Given this scenario, we evaluated the effect of rehabilitative interventions in patients with ATs, by estimating the effectiveness of a treatment aimed at enhancing ToM. Repeated measures ANOVA reveals a significant time × treatment interaction in the PST Total Score, and Post Hoc analyses show that the Schizophrenia group obtains a significant improvement after the training, while there is not significant enhancement in ATs+ group. Nevertheless, results show moderate to medium effects sizes for both groups in ToM first, second and third order beliefs, but not in PST Sequencing Score. This indeed suggests that a slight degree of improvement is achievable also in ATs+ group, particularly in Cognitive ToM domains. However, results show that both groups present an impairment of Affective ToM before the training, which can be enhanced only in in ATs− group. As sustained by literature, a good performance on PST Sequencing Task could be supported by cognitive abilities, such as executive functions (Devine and Hughes, 2014; Vera-Estay et al., 2016), which resulted highly impaired in this group. The ATs+ present a wider impairment of high-level cognitive abilities which can be a limiting factor of ToM rehabilitation efficacy.

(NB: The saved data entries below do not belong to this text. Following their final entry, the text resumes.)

// Dweve FDL - Flat Data Language
//
// Copyright (c) 2025 Dweve IP B.V. and individual contributors.
//
// SPDX-License-Identifier: Apache-2.0
//
// Licensed under the Apache License, Version 2.0 (the "License");
// you may not use this file except in compliance with the License.
// You may obtain a copy of the License in the LICENSE file at the
// root of this repository or at: http://www.apache.org/licenses/LICENSE-2.0
//
// Unless required by applicable law or agreed to in writing, software
// distributed under the License is distributed on an "AS IS" BASIS,
// WITHOUT WARRANTIES OR CONDITIONS OF ANY KIND, either express or implied.
// See the License for the specific language governing permissions and
// limitations under the License.

//! Pluggable attribute value formatters.
//!
//! An attribute that configures a `type` option runs its extracted value
//! through a [`Formatter`] before emission. Formatters are resolved at
//! schema-compile time through a [`FormatterRegistry`] mapping type names to
//! constructors; there is no dynamic loading. A formatting failure at record
//! time is logged and the unformatted value passes through, never aborting
//! the stream.
//!
//! The default registry provides `date` (chrono pattern re-formatting) and
//! `number` (decimal re-rendering with a configurable precision).

use crate::error::{SchemaError, SchemaResult};
use chrono::{NaiveDate, NaiveDateTime};
use std::collections::HashMap;
use std::fmt;
use std::fmt::Write as _;

/// Option key selecting the formatter type.
pub const TYPE_OPTION: &str = "type";
/// Option key holding the output pattern.
pub const FORMAT_OPTION: &str = "format";
/// Option key holding the input pattern.
pub const PARSE_OPTION: &str = "parse";

/// A value could not be reformatted.
#[derive(Debug, thiserror::Error)]
#[error("cannot format '{value}': {message}")]
pub struct FormatError {
    pub value: String,
    pub message: String,
}

impl FormatError {
    fn new(value: &str, message: impl Into<String>) -> Self {
        Self {
            value: value.to_string(),
            message: message.into(),
        }
    }
}

/// Reformats extracted attribute values.
///
/// `configure` is called exactly once, at schema-compile time, before any
/// `format` call. The options map always carries [`TYPE_OPTION`] and may
/// carry [`FORMAT_OPTION`] / [`PARSE_OPTION`] pattern strings.
pub trait Formatter: fmt::Debug + Send + Sync {
    /// Validate and absorb the configured options.
    fn configure(&mut self, options: &HashMap<String, String>) -> SchemaResult<()>;

    /// Reformat one value.
    fn format(&self, value: &str) -> Result<String, FormatError>;
}

/// Constructor stored in the registry.
pub type FormatterFactory = fn() -> Box<dyn Formatter>;

/// Explicit name-to-constructor registry for formatter types.
#[derive(Debug, Clone)]
pub struct FormatterRegistry {
    factories: HashMap<String, FormatterFactory>,
}

impl FormatterRegistry {
    /// An empty registry.
    pub fn empty() -> Self {
        Self {
            factories: HashMap::new(),
        }
    }

    /// A registry with the built-in `date` and `number` formatters.
    pub fn new() -> Self {
        let mut registry = Self::empty();
        registry.register("date", || Box::<DateFormatter>::default());
        registry.register("number", || Box::<NumberFormatter>::default());
        registry
    }

    /// Register a formatter type.
    pub fn register(&mut self, type_name: impl Into<String>, factory: FormatterFactory) {
        self.factories.insert(type_name.into(), factory);
    }

    /// Instantiate and configure a formatter for the given options.
    ///
    /// The options must contain [`TYPE_OPTION`]; an unregistered type is a
    /// [`SchemaError::UnknownFormatter`].
    pub fn create(&self, options: &HashMap<String, String>) -> SchemaResult<Box<dyn Formatter>> {
        let type_name = options
            .get(TYPE_OPTION)
            .filter(|t| !t.is_empty())
            .ok_or_else(|| SchemaError::FormatterOptions {
                option: TYPE_OPTION.to_string(),
                message: "missing".to_string(),
            })?;
        let factory = self
            .factories
            .get(type_name)
            .ok_or_else(|| SchemaError::UnknownFormatter(type_name.clone()))?;
        let mut formatter = factory();
        formatter.configure(options)?;
        Ok(formatter)
    }
}

impl Default for FormatterRegistry {
    fn default() -> Self {
        Self::new()
    }
}

/// Re-formats date values between two chrono patterns.
///
/// `parse` is the input pattern, `format` the output pattern; both default
/// to `%Y-%m-%d`. Date-only inputs are accepted alongside full timestamps.
#[derive(Debug, Clone)]
pub struct DateFormatter {
    parse: String,
    format: String,
}

impl Default for DateFormatter {
    fn default() -> Self {
        Self {
            parse: "%Y-%m-%d".to_string(),
            format: "%Y-%m-%d".to_string(),
        }
    }
}

impl Formatter for DateFormatter {
    fn configure(&mut self, options: &HashMap<String, String>) -> SchemaResult<()> {
        if let Some(parse) = options.get(PARSE_OPTION).filter(|p| !p.is_empty()) {
            self.parse = parse.clone();
        }
        if let Some(format) = options.get(FORMAT_OPTION).filter(|f| !f.is_empty()) {
            self.format = format.clone();
        }
        Ok(())
    }

    fn format(&self, value: &str) -> Result<String, FormatError> {
        if value.is_empty() {
            return Ok(String::new());
        }
        let timestamp = NaiveDateTime::parse_from_str(value, &self.parse)
            .ok()
            .or_else(|| {
                NaiveDate::parse_from_str(value, &self.parse)
                    .ok()
                    .and_then(|d| d.and_hms_opt(0, 0, 0))
            })
            .ok_or_else(|| {
                FormatError::new(value, format!("does not match pattern '{}'", self.parse))
            })?;
        let mut out = String::new();
        write!(out, "{}", timestamp.format(&self.format))
            .map_err(|_| FormatError::new(value, "invalid output pattern"))?;
        Ok(out)
    }
}

/// Re-renders numeric values with a fixed precision.
///
/// The precision is taken from a `0.00`-style `format` pattern (digits after
/// the decimal point); without one the value is rendered with its natural
/// precision. Grouping separators are stripped before parsing.
#[derive(Debug, Clone, Default)]
pub struct NumberFormatter {
    precision: Option<usize>,
}

impl Formatter for NumberFormatter {
    fn configure(&mut self, options: &HashMap<String, String>) -> SchemaResult<()> {
        if let Some(pattern) = options.get(FORMAT_OPTION).filter(|f| !f.is_empty()) {
            self.precision = match pattern.rsplit_once('.') {
                Some((_, decimals)) => {
                    if decimals.chars().any(|c| c != '0' && c != '#') {
                        return Err(SchemaError::FormatterOptions {
                            option: FORMAT_OPTION.to_string(),
                            message: format!("unsupported number pattern '{}'", pattern),
                        });
                    }
                    Some(decimals.len())
                }
                None => Some(0),
            };
        }
        Ok(())
    }

    fn format(&self, value: &str) -> Result<String, FormatError> {
        if value.is_empty() {
            return Ok(String::new());
        }
        let digits: String = value
            .trim()
            .chars()
            .filter(|c| *c != ',' && *c != '_')
            .collect();
        let number: f64 = digits
            .parse()
            .map_err(|e| FormatError::new(value, format!("number parse failed: {}", e)))?;
        Ok(match self.precision {
            Some(p) => format!("{:.*}", p, number),
            None => number.to_string(),
        })
    }
}
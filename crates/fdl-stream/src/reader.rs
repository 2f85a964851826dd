// Dweve FDL - Flat Data Language
//
// Copyright (c) 2025 Dweve IP B.V. and individual contributors.
//
// SPDX-License-Identifier: Apache-2.0
//
// Licensed under the Apache License, Version 2.0 (the "License");
// you may not use this file except in compliance with the License.
// You may obtain a copy of the License in the LICENSE file at the
// root of this repository or at: http://www.apache.org/licenses/LICENSE-2.0
//
// Unless required by applicable law or agreed to in writing, software
// distributed under the License is distributed on an "AS IS" BASIS,
// WITHOUT WARRANTIES OR CONDITIONS OF ANY KIND, either express or implied.
// See the License for the specific language governing permissions and
// limitations under the License.

//! Reader-level segmentation settings shared by both stream readers.

use crate::decoder::Encoding;
use crate::segmenter::{RecordBoundary, RecordSegmenter, SegmentOptions};
use fdl_core::config::parse_char_literal;
use fdl_core::{SchemaError, SchemaResult};
use serde::Deserialize;
use std::io::Read;

const DEFAULT_BUFFER_SIZE: usize = 8 * 1024;
const DEFAULT_MAX_RECORD_SIZE: usize = 1024 * 1024;

/// Record segmentation settings of a reader configuration.
///
/// Exactly one of `separator-char` and `record-length` must be set.
#[derive(Debug, Clone, Default, Deserialize)]
#[serde(rename_all = "kebab-case")]
pub struct RecordConfig {
    /// Source encoding name; defaults to `utf-8`.
    pub encoding: Option<String>,
    /// Read size against the byte source.
    pub buffer_size: Option<usize>,
    /// Upper bound on one record, in characters.
    pub max_record_size: Option<usize>,
    /// Record separator character.
    pub separator_char: Option<String>,
    /// Fixed record length, in characters.
    pub record_length: Option<usize>,
    /// Escape character for the record separator.
    pub escape_char: Option<String>,
}

/// Compiled segmentation settings, ready to build per-stream segmenters.
#[derive(Debug, Clone)]
pub(crate) struct SegmentSpec {
    boundary: RecordBoundary,
    options: SegmentOptions,
}

impl RecordConfig {
    pub(crate) fn compile(&self) -> SchemaResult<SegmentSpec> {
        let encoding = match &self.encoding {
            Some(name) => Encoding::from_name(name)?,
            None => Encoding::Utf8,
        };
        let escape = match &self.escape_char {
            Some(s) if !s.is_empty() => Some(parse_char_literal(s)?),
            _ => None,
        };
        let boundary = match (&self.separator_char, self.record_length) {
            (Some(sep), None) if !sep.is_empty() => {
                let sep = parse_char_literal(sep)?;
                if escape == Some(sep) {
                    return Err(SchemaError::invalid(
                        "reader separator-char and escape-char must differ",
                    ));
                }
                RecordBoundary::Separator(sep)
            }
            (None, Some(len)) if len > 0 => RecordBoundary::FixedLength(len),
            _ => return Err(SchemaError::RecordBoundary),
        };

        let max_record_size = self.max_record_size.unwrap_or(DEFAULT_MAX_RECORD_SIZE);
        if let RecordBoundary::FixedLength(len) = boundary {
            if len > max_record_size {
                return Err(SchemaError::invalid(
                    "record-length cannot exceed max-record-size",
                ));
            }
        }

        Ok(SegmentSpec {
            boundary,
            options: SegmentOptions {
                encoding,
                escape,
                buffer_size: self.buffer_size.unwrap_or(DEFAULT_BUFFER_SIZE),
                max_record_size,
            },
        })
    }
}

impl SegmentSpec {
    /// Build a fresh per-stream segmenter over a byte source.
    pub(crate) fn segmenter<R: Read>(&self, source: R) -> RecordSegmenter<R> {
        RecordSegmenter::with_options(source, self.boundary, self.options.clone())
    }
}

#[cfg(test)]
mod tests {
    use super::*;

    fn config(json: &str) -> RecordConfig {
        serde_json::from_str(json).unwrap()
    }

    #[test]
    fn test_separator_mode_compiles() {
        let spec = config(r#"{"separator-char": "\n"}"#).compile().unwrap();
        assert_eq!(spec.boundary, RecordBoundary::Separator('\n'));
    }

    #[test]
    fn test_fixed_mode_compiles() {
        let spec = config(r#"{"record-length": 80}"#).compile().unwrap();
        assert_eq!(spec.boundary, RecordBoundary::FixedLength(80));
    }

    #[test]
    fn test_both_boundaries_rejected() {
        let result = config(r#"{"separator-char": "\n", "record-length": 80}"#).compile();
        assert!(matches!(result, Err(SchemaError::RecordBoundary)));
    }

    #[test]
    fn test_neither_boundary_rejected() {
        let result = config("{}").compile();
        assert!(matches!(result, Err(SchemaError::RecordBoundary)));
    }

    #[test]
    fn test_zero_record_length_rejected() {
        let result = config(r#"{"record-length": 0}"#).compile();
        assert!(matches!(result, Err(SchemaError::RecordBoundary)));
    }

    #[test]
    fn test_separator_equal_escape_rejected() {
        let result = config(r#"{"separator-char": ";", "escape-char": ";"}"#).compile();
        assert!(matches!(result, Err(SchemaError::Invalid(_))));
    }

    #[test]
    fn test_unknown_encoding_rejected() {
        let result = config(r#"{"separator-char": "\n", "encoding": "ebcdic"}"#).compile();
        assert!(matches!(result, Err(SchemaError::UnknownEncoding(_))));
    }

    #[test]
    fn test_record_length_larger_than_max_rejected() {
        let result = config(r#"{"record-length": 100, "max-record-size": 10}"#).compile();
        assert!(matches!(result, Err(SchemaError::Invalid(_))));
    }
}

Therefore, it could be proposed that, even if ToM rehabilitative interventions produce a small improvement in ATs+ group, they do not provide the necessary building blocks for the acquirement of more complex abilities, suggesting that ATs limit the effectiveness of rehabilitation.

Indeed, this study has some limitations: the small sample size limits the generalizability of results and the study would have benefit from adding into analyses additional sociocognitive evaluations, such as Empathy and Emotion Recognition, and functional evaluations after the training. Moreover, studies suggested that ToM measures may not be sensitive enough to capture individual's ToM skills in real-life situations and thus may not be ecologically measures of mentalizing abilities.

In conclusion, this study suggests the existence of a distinct group of patients with schizophrenia exhibiting ATs that is characterized by a distinctive clinical, premorbid, functional, cognitive, and sociocognitive profile. To the best of our knowledge, few studies focused on these patients, and this is the first study specifically aimed at analyzing their sociocognitive abilities and premorbid functioning. Our results might have implications in clinical and rehabilitative practice; indeed we found that current rehabilitative interventions for ToM do not produce a significant ToM improvement, suggesting the importance of the implementation of cutting-edge, person-centered treatments, based on each subjects' clinical and sociocognitive profile. Indeed, since the larger cognitive and sociocognitive impairment in ATs+ group, we can hypothesize that an integrated rehabilitative approach, including both ToM and neurocognitive interventions, can lead a ToM enhancement in both groups. Results suggest that PAUSS should be used more extensively in clinical practice, considering that not taking into account ATs may result in some patients not receiving appropriate services, benefits, or specific treatments.

Funding

This research received no specific grant from any funding agency in the public, commercial, or not-for-profit sectors.

Declaration of competing interest

The authors declare that there is no conflict of interest.